## [Exercise details]
Send back the entries exactly as they were given.

## [Data for review]
* * * * *

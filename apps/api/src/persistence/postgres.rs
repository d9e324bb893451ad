//! PostgreSQL backend. Applicants live in their own table keyed by id, so
//! updating one applicant is a single-row UPDATE and never rewrites siblings.

use std::collections::HashMap;

use async_trait::async_trait;
use sqlx::PgPool;
use tracing::info;
use uuid::Uuid;

use crate::models::job::{ApplicantPatch, Job, JobPatch, NewApplicant, NewJob};
use crate::models::rows::{ApplicantRow, JobRow};
use crate::persistence::{JobStore, StoreError};

const JOB_COLUMNS: &str =
    "id, title, description_input, generated_listing_text, survey, created_at";
const APPLICANT_COLUMNS: &str =
    "id, job_id, name, responses, analysis_output, overall_score_data, submitted_at";

#[derive(Clone)]
pub struct PgJobStore {
    pool: PgPool,
}

impl PgJobStore {
    pub fn new(pool: PgPool) -> Self {
        Self { pool }
    }

    async fn applicants_for(&self, job_ids: &[Uuid]) -> Result<Vec<ApplicantRow>, StoreError> {
        Ok(sqlx::query_as::<_, ApplicantRow>(&format!(
            "SELECT {APPLICANT_COLUMNS} FROM applicants WHERE job_id = ANY($1) ORDER BY seq"
        ))
        .bind(job_ids)
        .fetch_all(&self.pool)
        .await?)
    }
}

fn to_json<T: serde::Serialize>(value: &Option<T>) -> Result<Option<serde_json::Value>, StoreError> {
    Ok(value.as_ref().map(serde_json::to_value).transpose()?)
}

#[async_trait]
impl JobStore for PgJobStore {
    async fn create_job(&self, job: NewJob) -> Result<Uuid, StoreError> {
        let id: Uuid = sqlx::query_scalar(
            r#"
            INSERT INTO jobs (id, title, description_input, generated_listing_text)
            VALUES ($1, $2, $3, $4)
            RETURNING id
            "#,
        )
        .bind(Uuid::new_v4())
        .bind(&job.title)
        .bind(&job.description_input)
        .bind(&job.generated_listing_text)
        .fetch_one(&self.pool)
        .await?;

        info!("Inserted job {id}");
        Ok(id)
    }

    async fn list_jobs(&self) -> Result<Vec<Job>, StoreError> {
        let rows = sqlx::query_as::<_, JobRow>(&format!(
            "SELECT {JOB_COLUMNS} FROM jobs ORDER BY created_at DESC, id"
        ))
        .fetch_all(&self.pool)
        .await?;

        let ids: Vec<Uuid> = rows.iter().map(|r| r.id).collect();
        let mut by_job: HashMap<Uuid, Vec<ApplicantRow>> = HashMap::new();
        for applicant in self.applicants_for(&ids).await? {
            by_job.entry(applicant.job_id).or_default().push(applicant);
        }

        rows.into_iter()
            .map(|row| -> Result<Job, StoreError> {
                let applicants = by_job.remove(&row.id).unwrap_or_default();
                Ok(row.into_job(applicants)?)
            })
            .collect()
    }

    async fn get_job(&self, id: Uuid) -> Result<Option<Job>, StoreError> {
        let row = sqlx::query_as::<_, JobRow>(&format!(
            "SELECT {JOB_COLUMNS} FROM jobs WHERE id = $1"
        ))
        .bind(id)
        .fetch_optional(&self.pool)
        .await?;

        let Some(row) = row else {
            return Ok(None);
        };
        let applicants = self.applicants_for(&[id]).await?;
        Ok(Some(row.into_job(applicants)?))
    }

    async fn update_job(&self, id: Uuid, patch: JobPatch) -> Result<(), StoreError> {
        let result = sqlx::query(
            r#"
            UPDATE jobs SET
                title = COALESCE($2, title),
                description_input = COALESCE($3, description_input),
                generated_listing_text = COALESCE($4, generated_listing_text),
                survey = COALESCE($5, survey)
            WHERE id = $1
            "#,
        )
        .bind(id)
        .bind(&patch.title)
        .bind(&patch.description_input)
        .bind(&patch.generated_listing_text)
        .bind(to_json(&patch.survey)?)
        .execute(&self.pool)
        .await?;

        if result.rows_affected() == 0 {
            return Err(StoreError::JobNotFound(id));
        }
        info!("Updated job {id}");
        Ok(())
    }

    async fn delete_job(&self, id: Uuid) -> Result<bool, StoreError> {
        // applicants are removed by ON DELETE CASCADE
        let result = sqlx::query("DELETE FROM jobs WHERE id = $1")
            .bind(id)
            .execute(&self.pool)
            .await?;
        Ok(result.rows_affected() > 0)
    }

    async fn add_applicant(
        &self,
        job_id: Uuid,
        applicant: NewApplicant,
    ) -> Result<Uuid, StoreError> {
        let id = Uuid::new_v4();
        let responses = serde_json::to_value(&applicant.responses)?;
        let result = sqlx::query(
            r#"
            INSERT INTO applicants (id, job_id, name, responses)
            SELECT $1, $2, $3, $4
            WHERE EXISTS (SELECT 1 FROM jobs WHERE id = $2)
            "#,
        )
        .bind(id)
        .bind(job_id)
        .bind(&applicant.name)
        .bind(responses)
        .execute(&self.pool)
        .await?;

        if result.rows_affected() == 0 {
            return Err(StoreError::JobNotFound(job_id));
        }
        info!("Inserted applicant {id} for job {job_id}");
        Ok(id)
    }

    async fn update_applicant(
        &self,
        job_id: Uuid,
        applicant_id: Uuid,
        patch: ApplicantPatch,
    ) -> Result<(), StoreError> {
        let result = sqlx::query(
            r#"
            UPDATE applicants SET
                name = COALESCE($3, name),
                responses = COALESCE($4, responses),
                analysis_output = COALESCE($5, analysis_output),
                overall_score_data = COALESCE($6, overall_score_data)
            WHERE id = $1 AND job_id = $2
            "#,
        )
        .bind(applicant_id)
        .bind(job_id)
        .bind(&patch.name)
        .bind(to_json(&patch.responses)?)
        .bind(to_json(&patch.analysis_output)?)
        .bind(to_json(&patch.overall_score_data)?)
        .execute(&self.pool)
        .await?;

        if result.rows_affected() > 0 {
            return Ok(());
        }

        let job_exists: bool =
            sqlx::query_scalar("SELECT EXISTS (SELECT 1 FROM jobs WHERE id = $1)")
                .bind(job_id)
                .fetch_one(&self.pool)
                .await?;
        if job_exists {
            Err(StoreError::ApplicantNotFound {
                job_id,
                applicant_id,
            })
        } else {
            Err(StoreError::JobNotFound(job_id))
        }
    }
}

* * * * *

## [Exercise response]
filename apps/api/src/persistence/postgres.rs
repository d9e324bb893451ad
//! PostgreSQL backend. Applicants live in their own table keyed by id, so
//! updating one applicant is a single-row UPDATE and never rewrites siblings.

use std::collections::HashMap;

use async_trait::async_trait;
use sqlx::PgPool;
use tracing::info;
use uuid::Uuid;

use crate::models::job::{ApplicantPatch, Job, JobPatch, NewApplicant, NewJob};
use crate::models::rows::{ApplicantRow, JobRow};
use crate::persistence::{JobStore, StoreError};

const JOB_COLUMNS: &str =
    "id, title, description_input, generated_listing_text, survey, created_at";
const APPLICANT_COLUMNS: &str =
    "id, job_id, name, responses, analysis_output, overall_score_data, submitted_at";

#[derive(Clone)]
pub struct PgJobStore {
    pool: PgPool,
}

impl PgJobStore {
    pub fn new(pool: PgPool) -> Self {
        Self { pool }
    }

    async fn applicants_for(&self, job_ids: &[Uuid]) -> Result<Vec<ApplicantRow>, StoreError> {
        Ok(sqlx::query_as::<_, ApplicantRow>(&format!(
            "SELECT {APPLICANT_COLUMNS} FROM applicants WHERE job_id = ANY($1) ORDER BY seq"
        ))
        .bind(job_ids)
        .fetch_all(&self.pool)
        .await?)
    }
}

fn to_json<T: serde::Serialize>(value: &Option<T>) -> Result<Option<serde_json::Value>, StoreError> {
    Ok(value.as_ref().map(serde_json::to_value).transpose()?)
}

#[async_trait]
impl JobStore for PgJobStore {
    async fn create_job(&self, job: NewJob) -> Result<Uuid, StoreError> {
        let id: Uuid = sqlx::query_scalar(
            r#"
            INSERT INTO jobs (id, title, description_input, generated_listing_text)
            VALUES ($1, $2, $3, $4)
            RETURNING id
            "#,
        )
        .bind(Uuid::new_v4())
        .bind(&job.title)
        .bind(&job.description_input)
        .bind(&job.generated_listing_text)
        .fetch_one(&self.pool)
        .await?;

        info!("Inserted job {id}");
        Ok(id)
    }

    async fn list_jobs(&self) -> Result<Vec<Job>, StoreError> {
        let rows = sqlx::query_as::<_, JobRow>(&format!(
            "SELECT {JOB_COLUMNS} FROM jobs ORDER BY created_at DESC, id"
        ))
        .fetch_all(&self.pool)
        .await?;

        let ids: Vec<Uuid> = rows.iter().map(|r| r.id).collect();
        let mut by_job: HashMap<Uuid, Vec<ApplicantRow>> = HashMap::new();
        for applicant in self.applicants_for(&ids).await? {
            by_job.entry(applicant.job_id).or_default().push(applicant);
        }

        rows.into_iter()
            .map(|row| -> Result<Job, StoreError> {
                let applicants = by_job.remove(&row.id).unwrap_or_default();
                Ok(row.into_job(applicants)?)
            })
            .collect()
    }

    async fn get_job(&self, id: Uuid) -> Result<Option<Job>, StoreError> {
        let row = sqlx::query_as::<_, JobRow>(&format!(
            "SELECT {JOB_COLUMNS} FROM jobs WHERE id = $1"
        ))
        .bind(id)
        .fetch_optional(&self.pool)
        .await?;

        let Some(row) = row else {
            return Ok(None);
        };
        let applicants = self.applicants_for(&[id]).await?;
        Ok(Some(row.into_job(applicants)?))
    }

    async fn update_job(&self, id: Uuid, patch: JobPatch) -> Result<(), StoreError> {
        let result = sqlx::query(
            r#"
            UPDATE jobs SET
                title = COALESCE($2, title),
                description_input = COALESCE($3, description_input),
                generated_listing_text = COALESCE($4, generated_listing_text),
                survey = COALESCE($5, survey)
            WHERE id = $1
            "#,
        )
        .bind(id)
        .bind(&patch.title)
        .bind(&patch.description_input)
        .bind(&patch.generated_listing_text)
        .bind(to_json(&patch.survey)?)
        .execute(&self.pool)
        .await?;

        if result.rows_affected() == 0 {
            return Err(StoreError::JobNotFound(id));
        }
        info!("Updated job {id}");
        Ok(())
    }

    async fn delete_job(&self, id: Uuid) -> Result<bool, StoreError> {
        // applicants are removed by ON DELETE CASCADE
        let result = sqlx::query("DELETE FROM jobs WHERE id = $1")
            .bind(id)
            .execute(&self.pool)
            .await?;
        Ok(result.rows_affected() > 0)
    }

    async fn add_applicant(
        &self,
        job_id: Uuid,
        applicant: NewApplicant,
    ) -> Result<Uuid, StoreError> {
        let id = Uuid::new_v4();
        let responses = serde_json::to_value(&applicant.responses)?;
        let result = sqlx::query(
            r#"
            INSERT INTO applicants (id, job_id, name, responses)
            SELECT $1, $2, $3, $4
            WHERE EXISTS (SELECT 1 FROM jobs WHERE id = $2)
            "#,
        )
        .bind(id)
        .bind(job_id)
        .bind(&applicant.name)
        .bind(responses)
        .execute(&self.pool)
        .await?;

        if result.rows_affected() == 0 {
            return Err(StoreError::JobNotFound(job_id));
        }
        info!("Inserted applicant {id} for job {job_id}");
        Ok(id)
    }

    async fn update_applicant(
        &self,
        job_id: Uuid,
        applicant_id: Uuid,
        patch: ApplicantPatch,
    ) -> Result<(), StoreError> {
        let result = sqlx::query(
            r#"
            UPDATE applicants SET
                name = COALESCE($3, name),
                responses = COALESCE($4, responses),
                analysis_output = COALESCE($5, analysis_output),
                overall_score_data = COALESCE($6, overall_score_data)
            WHERE id = $1 AND job_id = $2
            "#,
        )
        .bind(applicant_id)
        .bind(job_id)
        .bind(&patch.name)
        .bind(to_json(&patch.responses)?)
        .bind(to_json(&patch.analysis_output)?)
        .bind(to_json(&patch.overall_score_data)?)
        .execute(&self.pool)
        .await?;

        if result.rows_affected() > 0 {
            return Ok(());
        }

        let job_exists: bool =
            sqlx::query_scalar("SELECT EXISTS (SELECT 1 FROM jobs WHERE id = $1)")
                .bind(job_id)
                .fetch_one(&self.pool)
                .await?;
        if job_exists {
            Err(StoreError::ApplicantNotFound {
                job_id,
                applicant_id,
            })
        } else {
            Err(StoreError::JobNotFound(job_id))
        }
    }
}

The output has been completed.